Task goal ▸ Copy each line of the entries that contains the word "CartonError".

Available records ▸
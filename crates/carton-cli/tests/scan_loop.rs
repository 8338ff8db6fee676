//! Interactive scan loop driven from in-memory input.

use std::io::{Cursor, Write};

use carton_cli::commands::ScanLoop;
use carton_ingest::{CachedLoader, DataSource, SourceLoader};
use carton_model::ScanStatus;
use carton_pallet::SessionOptions;
use tempfile::NamedTempFile;

const PACKING_LIST: &str = "\
CONTAINER_ID,C-INVC-NO,ITEM,VPN,DIFF_1,DIFF_2,PRICE
1001,INV-A,SKU1,STYLE1,BLK,,25
1002,INV-A,SKU2,STYLE1,BLK,LT,25
1003,INV-A,SKU3,STYLE2,WHT,,12.5
1003,INV-A,SKU4,STYLE2,WHT,,12.5
2001,INV-B,SKU1,STYLE1,BLK,,25
";

fn write_csv(content: &str) -> NamedTempFile {
    let mut file = NamedTempFile::new().unwrap();
    write!(file, "{content}").unwrap();
    file
}

fn open(file: &NamedTempFile, invoice: &str) -> ScanLoop {
    let loader = CachedLoader::new(
        SourceLoader::new().unwrap(),
        DataSource::File {
            path: file.path().to_path_buf(),
        },
    );
    ScanLoop::open(loader, invoice, SessionOptions::default()).unwrap()
}

fn drive(scan_loop: &mut ScanLoop, input: &str) -> String {
    let mut output = Vec::new();
    scan_loop.run(Cursor::new(input), &mut output).unwrap();
    String::from_utf8(output).unwrap()
}

#[test]
fn scans_until_quit() {
    let file = write_csv(PACKING_LIST);
    let mut scan_loop = open(&file, "INV-A");

    let output = drive(&mut scan_loop, "1002\n:q\n1001\n");

    assert!(output.contains("READY TO SCAN"));
    assert!(output.contains("No scans yet..."));
    assert!(output.contains("Pallet - 1.2"));
    assert!(output.contains("ITEM: SKU2 | Total Containers: 1 | Price: 25"));
    assert!(output.contains("Style: STYLE1 | Color: BLK"));
    assert!(output.contains("Total Cartons: 3"));
    assert_eq!(scan_loop.session().scan_count(), 1);
    assert_eq!(scan_loop.session().status(), ScanStatus::Success);
}

#[test]
fn mismatch_and_mixed_containers() {
    let file = write_csv(PACKING_LIST);
    let mut scan_loop = open(&file, "INV-A");

    let output = drive(&mut scan_loop, " 2001 \n1003\n");

    assert!(output.contains("MISMATCH: 2001 not found"));
    assert!(output.contains("ITEM: MIXED"));
    assert_eq!(scan_loop.session().status(), ScanStatus::Mixed);
    assert_eq!(scan_loop.session().scan_count(), 2);
}

#[test]
fn switching_invoice_resets_history() {
    let file = write_csv(PACKING_LIST);
    let mut scan_loop = open(&file, "INV-A");

    let output = drive(&mut scan_loop, "1001\n:inv INV-B\n");

    assert!(output.contains("Invoice: INV-B"));
    assert_eq!(scan_loop.session().invoice_no(), "INV-B");
    assert_eq!(scan_loop.session().scan_count(), 0);
    assert_eq!(scan_loop.session().status(), ScanStatus::Ready);
}

#[test]
fn unknown_invoice_keeps_current_session() {
    let file = write_csv(PACKING_LIST);
    let mut scan_loop = open(&file, "INV-A");

    let output = drive(&mut scan_loop, "1001\n:inv INV-Z\n");

    assert!(output.contains("error: invoice INV-Z is not in the packing list"));
    assert_eq!(scan_loop.session().invoice_no(), "INV-A");
    assert_eq!(scan_loop.session().scan_count(), 1);
}

#[test]
fn pallets_and_reset_commands() {
    let file = write_csv(PACKING_LIST);
    let mut scan_loop = open(&file, "INV-A");

    let output = drive(&mut scan_loop, "1001\n:pallets\n:reset\n");

    assert!(output.contains("Scan_Carton_No"));
    assert!(output.contains("STYLE2:WHT"));
    assert_eq!(scan_loop.session().scan_count(), 0);
}

#[test]
fn open_fails_for_unknown_invoice() {
    let file = write_csv(PACKING_LIST);
    let loader = CachedLoader::new(
        SourceLoader::new().unwrap(),
        DataSource::File {
            path: file.path().to_path_buf(),
        },
    );
    let error = ScanLoop::open(loader, "NOPE", SessionOptions::default())
        .err()
        .unwrap();
    assert!(format!("{error:#}").contains("NOPE"));
}

#[test]
fn invoices_command_lists_every_invoice() {
    let file = write_csv(PACKING_LIST);
    let mut scan_loop = open(&file, "INV-A");

    let output = drive(&mut scan_loop, ":invoices\n");

    assert!(output.contains("C-INV"));
    assert!(output.contains("INV-B"));
    assert_eq!(scan_loop.session().invoice_no(), "INV-A");
}

#[test]
fn reload_picks_up_new_rows() {
    let file = write_csv(PACKING_LIST);
    let mut scan_loop = open(&file, "INV-A");
    std::fs::write(
        file.path(),
        format!("{PACKING_LIST}1004,INV-A,SKU5,STYLE3,RED,,5\n"),
    )
    .unwrap();

    let output = drive(&mut scan_loop, "1001\n:reload\n1004\n");

    assert!(output.contains("Total Cartons: 4"));
    assert!(output.contains("Pallet - 3.1"));
    assert_eq!(scan_loop.session().total_cartons(), 4);
    assert_eq!(scan_loop.session().scan_count(), 1);
}

#[test]
fn failed_reload_keeps_current_session() {
    let file = write_csv(PACKING_LIST);
    let mut scan_loop = open(&file, "INV-A");
    std::fs::write(
        file.path(),
        "CONTAINER_ID,C-INVC-NO,ITEM,VPN,DIFF_1,DIFF_2,PRICE\n",
    )
    .unwrap();

    let output = drive(&mut scan_loop, "1001\n:reload\n");

    assert!(output.contains("error: The packing list is empty."));
    assert_eq!(scan_loop.session().invoice_no(), "INV-A");
    assert_eq!(scan_loop.session().scan_count(), 1);
    assert_eq!(scan_loop.session().total_cartons(), 3);
}
use thiserror::Error;

#[derive(Debug, Error)]
pub enum CartonError {
    #[error("invalid pallet label: {0}")]
    InvalidLabel(String),
}

pub type Result<T> = std::result::Result<T, CartonError>;
//! Container lookup for scan verification.

use std::collections::HashMap;

use tracing::debug;

use carton_model::{ShipmentRecord, StyleColor, normalize_code};

/// Which map a lookup was answered from.
#[derive(Debug, Clone, Copy, PartialEq, Eq)]
pub enum LookupVia {
    Primary,
    Alternate,
}

/// Result of a container lookup.
#[derive(Debug, Clone, Copy, PartialEq, Eq)]
pub struct Lookup<'a> {
    pub key: &'a StyleColor,
    pub via: LookupVia,
}

/// Direct map from container code to its style/colour and batch rows.
///
/// The alternate map keys the same codes by the `DIFF_2 + DIFF_1` colour so a
/// carton labelled with its secondary colour still resolves.
#[derive(Debug, Clone, Default)]
pub struct ContainerIndex {
    primary: HashMap<String, StyleColor>,
    alternate: HashMap<String, StyleColor>,
    rows: HashMap<String, Vec<usize>>,
}

impl ContainerIndex {
    /// Index every row of the batch. The first row of a container wins.
    pub fn build(records: &[ShipmentRecord]) -> Self {
        let mut index = Self::default();
        for (position, record) in records.iter().enumerate() {
            let code = record.scan_code();
            index
                .primary
                .entry(code.clone())
                .or_insert_with(|| record.style_color());
            index
                .alternate
                .entry(code.clone())
                .or_insert_with(|| record.alternate_style_color());
            index.rows.entry(code).or_default().push(position);
        }
        debug!(
            rows = records.len(),
            containers = index.primary.len(),
            "container index built"
        );
        index
    }

    /// Look up a code, primary map first.
    pub fn lookup(&self, code: &str) -> Option<Lookup<'_>> {
        let code = normalize_code(code);
        if let Some(key) = self.primary.get(&code) {
            return Some(Lookup {
                key,
                via: LookupVia::Primary,
            });
        }
        self.alternate.get(&code).map(|key| Lookup {
            key,
            via: LookupVia::Alternate,
        })
    }

    pub fn primary(&self, code: &str) -> Option<&StyleColor> {
        self.primary.get(&normalize_code(code))
    }

    pub fn alternate(&self, code: &str) -> Option<&StyleColor> {
        self.alternate.get(&normalize_code(code))
    }

    /// Batch row positions for a container, in sheet order.
    pub fn rows(&self, code: &str) -> &[usize] {
        self.rows
            .get(&normalize_code(code))
            .map(Vec::as_slice)
            .unwrap_or(&[])
    }

    pub fn contains(&self, code: &str) -> bool {
        self.primary.contains_key(&normalize_code(code))
    }

    /// Number of distinct containers.
    pub fn len(&self) -> usize {
        self.primary.len()
    }

    pub fn is_empty(&self) -> bool {
        self.primary.is_empty()
    }
}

Answer ▸
pub enum CartonError {
pub type Result<T> = std::result::Result<T, CartonError>;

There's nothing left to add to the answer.